Looping through all possible distinct triples in $\mathcal{V},$ we find that there are 5,918 non-degenerate parallelograms that can be made using the centers of the stars on the American flag.

Are you sure it's not the 126th Fiddler?

Dozo is a strategy game with a rather distinctive board:

The board features 28 holes in which players place markers, with the goal of making an equilateral triangle of any size with one color. How many distinct equilateral triangles can you find whose vertices are the centers of holes on the board? (If two triangles are congruent but have different vertices, they should still be counted as distinct.)

Let me first say that this is one of those Fiddlers that I wish I had not programmed up to try to verify my scratch work. I had a bunch of lovely handwritten work that mistakenly classified the only possible equilateral triangles on the Dozo board as those that had up, down, left or right orientation, with respect to an $xy$-plane that chose one side of the triangular board as the $x$-axis. Examples of up-, down-, left-, and right-oriented equilateral triangles are shown below in red, blue, orange and green, respectively. If I had stuck with the combinatorial work I had done with these up, down, left and right oriented equilateral triangles, then the ultimate answer would have be .... 100, oh the delightful, thoughtful deliberate work to get an answer that aligns with the official tally of how many of these we have ever done.

But alas, to confirm, I outsourced the work to some nice computer by defining the coordinates of the holes on the Dozo board and then running through all triplets of holes to find cases where the distances between each vertex are identical. Let's first define the coordinates.
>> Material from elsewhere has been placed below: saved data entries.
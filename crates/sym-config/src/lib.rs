//! # sym-config
//!
//! Layered configuration loading for symcheck using figment.
//!
//! Configuration sources (in priority order, highest wins):
//! 1. Environment variables (`SYMCHECK_*` prefix, `__` as separator)
//! 2. Project-level `.symcheck/config.toml`
//! 3. User-level `~/.config/symcheck/config.toml`
//! 4. Built-in defaults
//!
//! # Environment Variable Mapping
//!
//! Figment maps `SYMCHECK_DATABASE__PATH` -> `database.path`,
//! `SYMCHECK_LOADER__ALLOW_LOAD_INTO_NONEMPTY` -> `loader.allow_load_into_nonempty`, etc.
//!
//! # Usage
//!
//! ```no_run
//! use sym_config::SymConfig;
//!
//! let config = SymConfig::load_with_dotenv().expect("config");
//! println!("database: {}", config.database.path);
//! ```

mod database;
mod error;
mod loader;
mod server;

pub use database::DatabaseConfig;
pub use error::ConfigError;
pub use loader::LoaderConfig;
pub use server::ServerConfig;

use figment::{
    Figment,
    providers::{Env, Format, Serialized, Toml},
};
use serde::{Deserialize, Serialize};
use std::net::SocketAddr;
use std::path::PathBuf;

#[derive(Debug, Clone, Default, Deserialize, Serialize)]
pub struct SymConfig {
    #[serde(default)]
    pub database: DatabaseConfig,
    #[serde(default)]
    pub server: ServerConfig,
    #[serde(default)]
    pub loader: LoaderConfig,
}

impl SymConfig {
    /// Load configuration from all sources (TOML files + environment variables).
    ///
    /// Does NOT call `dotenvy` -- use [`Self::load_with_dotenv`] if you need `.env` file loading.
    ///
    /// # Errors
    ///
    /// Returns `ConfigError` if a source cannot be parsed or a value is invalid.
    pub fn load() -> Result<Self, ConfigError> {
        let config: Self = Self::figment().extract()?;
        config.validate()?;
        Ok(config)
    }

    /// Load configuration with `.env` file support from the current directory.
    ///
    /// # Errors
    ///
    /// Same as [`Self::load`].
    pub fn load_with_dotenv() -> Result<Self, ConfigError> {
        let _ = dotenvy::dotenv();
        Self::load()
    }

    /// Build the figment provider chain.
    ///
    /// Public so tests and the CLI can layer additional providers on top.
    pub fn figment() -> Figment {
        let mut figment = Figment::from(Serialized::defaults(Self::default()));

        // Layer 1: User-global config
        if let Some(global_path) = Self::global_config_path() {
            if global_path.exists() {
                figment = figment.merge(Toml::file(global_path));
            }
        }

        // Layer 2: Project-local config
        let local_path = PathBuf::from(".symcheck/config.toml");
        if local_path.exists() {
            figment = figment.merge(Toml::file(local_path));
        }

        // Layer 3: Environment variables (highest priority)
        figment.merge(Env::prefixed("SYMCHECK_").split("__"))
    }

    /// Reject values that would only fail later at open/bind time.
    ///
    /// # Errors
    ///
    /// Returns `ConfigError::InvalidValue` naming the offending field.
    pub fn validate(&self) -> Result<(), ConfigError> {
        if self.database.path.trim().is_empty() {
            return Err(ConfigError::InvalidValue {
                field: "database.path".into(),
                reason: "must not be empty".into(),
            });
        }
        if let Err(e) = self.server.addr.parse::<SocketAddr>() {
            return Err(ConfigError::InvalidValue {
                field: "server.addr".into(),
                reason: e.to_string(),
            });
        }
        Ok(())
    }

    /// Path to the user-global config file.
    fn global_config_path() -> Option<PathBuf> {
        dirs::config_dir().map(|p| p.join("symcheck").join("config.toml"))
    }
}
//! Table definitions for the symcheck schema.
//!
//! The schema is plain data: one [`TableDef`] per table, listed in foreign-key
//! dependency order so creating them front to back never references a table
//! that does not exist yet. Row mapping lives in `repos`, not here.

/// One table of the canonical schema.
#[derive(Debug, Clone, Copy, PartialEq, Eq)]
pub struct TableDef {
    pub name: &'static str,
    /// `CREATE TABLE IF NOT EXISTS` statement for the table.
    pub create_sql: &'static str,
    /// `CREATE INDEX IF NOT EXISTS` statements run right after the table.
    pub indexes: &'static [&'static str],
}

pub const CONDITIONS: TableDef = TableDef {
    name: "conditions",
    create_sql: "CREATE TABLE IF NOT EXISTS conditions (
        id INTEGER PRIMARY KEY AUTOINCREMENT,
        name TEXT NOT NULL UNIQUE,
        category TEXT,
        emergency_level TEXT NOT NULL DEFAULT 'low'
            CHECK (emergency_level IN ('low', 'medium', 'high', 'critical')),
        description TEXT,
        external_id TEXT UNIQUE,
        created_at TEXT NOT NULL DEFAULT (datetime('now'))
    )",
    indexes: &["CREATE INDEX IF NOT EXISTS idx_conditions_category ON conditions(category)"],
};

pub const SYMPTOMS: TableDef = TableDef {
    name: "symptoms",
    create_sql: "CREATE TABLE IF NOT EXISTS symptoms (
        id INTEGER PRIMARY KEY AUTOINCREMENT,
        name TEXT NOT NULL UNIQUE,
        category TEXT,
        description TEXT,
        external_id TEXT UNIQUE,
        created_at TEXT NOT NULL DEFAULT (datetime('now'))
    )",
    indexes: &["CREATE INDEX IF NOT EXISTS idx_symptoms_category ON symptoms(category)"],
};

pub const SYMPTOM_CONDITION_MAPPINGS: TableDef = TableDef {
    name: "symptom_condition_mappings",
    create_sql: "CREATE TABLE IF NOT EXISTS symptom_condition_mappings (
        symptom_id INTEGER NOT NULL REFERENCES symptoms(id),
        condition_id INTEGER NOT NULL REFERENCES conditions(id),
        strength REAL NOT NULL DEFAULT 0.5 CHECK (strength >= 0.0 AND strength <= 1.0),
        PRIMARY KEY (symptom_id, condition_id)
    )",
    indexes: &[
        "CREATE INDEX IF NOT EXISTS idx_mappings_condition ON symptom_condition_mappings(condition_id)",
    ],
};

pub const SYMPTOM_SESSIONS: TableDef = TableDef {
    name: "symptom_sessions",
    create_sql: "CREATE TABLE IF NOT EXISTS symptom_sessions (
        id INTEGER PRIMARY KEY AUTOINCREMENT,
        user_age INTEGER,
        user_gender TEXT,
        symptoms_input TEXT NOT NULL DEFAULT '[]',
        predictions TEXT NOT NULL DEFAULT 'null',
        confidence REAL NOT NULL DEFAULT 0.0,
        urgency TEXT CHECK (urgency IS NULL OR urgency IN ('low', 'medium', 'high', 'emergency')),
        created_at TEXT NOT NULL DEFAULT (datetime('now')),
        completed_at TEXT
    )",
    indexes: &[
        "CREATE INDEX IF NOT EXISTS idx_sessions_created ON symptom_sessions(created_at)",
    ],
};

pub const MEDICAL_RULES: TableDef = TableDef {
    name: "medical_rules",
    create_sql: "CREATE TABLE IF NOT EXISTS medical_rules (
        id INTEGER PRIMARY KEY AUTOINCREMENT,
        condition_id INTEGER NOT NULL REFERENCES conditions(id),
        rule_type TEXT NOT NULL
            CHECK (rule_type IN ('emergency', 'diagnostic', 'treatment')),
        rule_name TEXT NOT NULL,
        rule_data TEXT NOT NULL DEFAULT '{}',
        confidence REAL NOT NULL DEFAULT 0.5 CHECK (confidence >= 0.0 AND confidence <= 1.0),
        created_at TEXT NOT NULL DEFAULT (datetime('now'))
    )",
    indexes: &[
        "CREATE INDEX IF NOT EXISTS idx_rules_condition_name ON medical_rules(condition_id, rule_name)",
    ],
};

pub const API_CALLS: TableDef = TableDef {
    name: "api_calls",
    create_sql: "CREATE TABLE IF NOT EXISTS api_calls (
        id INTEGER PRIMARY KEY AUTOINCREMENT,
        session_id INTEGER NOT NULL REFERENCES symptom_sessions(id),
        provider TEXT NOT NULL,
        endpoint TEXT NOT NULL,
        response_time_ms INTEGER,
        cost REAL,
        called_at TEXT NOT NULL DEFAULT (datetime('now'))
    )",
    indexes: &["CREATE INDEX IF NOT EXISTS idx_api_calls_session ON api_calls(session_id)"],
};

/// Every table, parents before children.
pub const SCHEMA: &[TableDef] = &[
    CONDITIONS,
    SYMPTOMS,
    SYMPTOM_CONDITION_MAPPINGS,
    SYMPTOM_SESSIONS,
    MEDICAL_RULES,
    API_CALLS,
];

/// Tables whose presence makes the database ready for a bulk load.
pub const EXPECTED_TABLES: &[&str] = &[
    CONDITIONS.name,
    SYMPTOMS.name,
    MEDICAL_RULES.name,
    SYMPTOM_CONDITION_MAPPINGS.name,
];

/// Look up a table definition by name.
#[must_use]
pub fn table(name: &str) -> Option<&'static TableDef> {
    SCHEMA.iter().find(|t| t.name == name)
}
Let the top of the Dozo board, as shown, be the $x$-axis, with the seven holes located at $(-3,0)$, $(-2, 0)$, $\dots$, $(2,0)$, $(3,0).$ This means that the distance between each vertex with have unit length, and means that the second row should then be $(-2.5, -\frac{\sqrt{3}}{2})$, $(-1.5, -\frac{\sqrt{3}}{2})$, $\dots$, $(1.5, -\frac{\sqrt{3}}{2})$, $(2.5, -\frac{\sqrt{3}}{2}),$ and so on and so forth until we get to the final lowest vertex at $(0, -3\sqrt{3}).$

As described above, once all $28$ of the vertices were coded up, the search for all possible equilateral triangles loops through all possible unique triplets $(i, j, k) \in \{1,2,\dots,28\}^3$ with $i \lt j \lt k$ and tests whether $$\|v_i - v_j\|_2 = \|v_j-v_k\|_2 = \|v_i - v_k\|_2.$$ In this case, it yields all 100 of the up, down, left and right oriented equilateral triangles along with 26 additional ones for a total of $126$ equilateral triangles on the Dozo board. Some examples of the equilateral triangles that do not have one of the four orientations given above are shown in the chart below, with the fuschia triangle having side lengths of $\sqrt{7}$, the yellow triangle having side lenghts of $\sqrt{13}$, and the purple triangle having side lengths of $\sqrt{21}.$ There are a total 18 possible equialteral triangles with side lengths of $\sqrt{7}$, 6 with side lengths of $\sqrt{13}$ and 2 with side lenghts $\sqrt{21}$.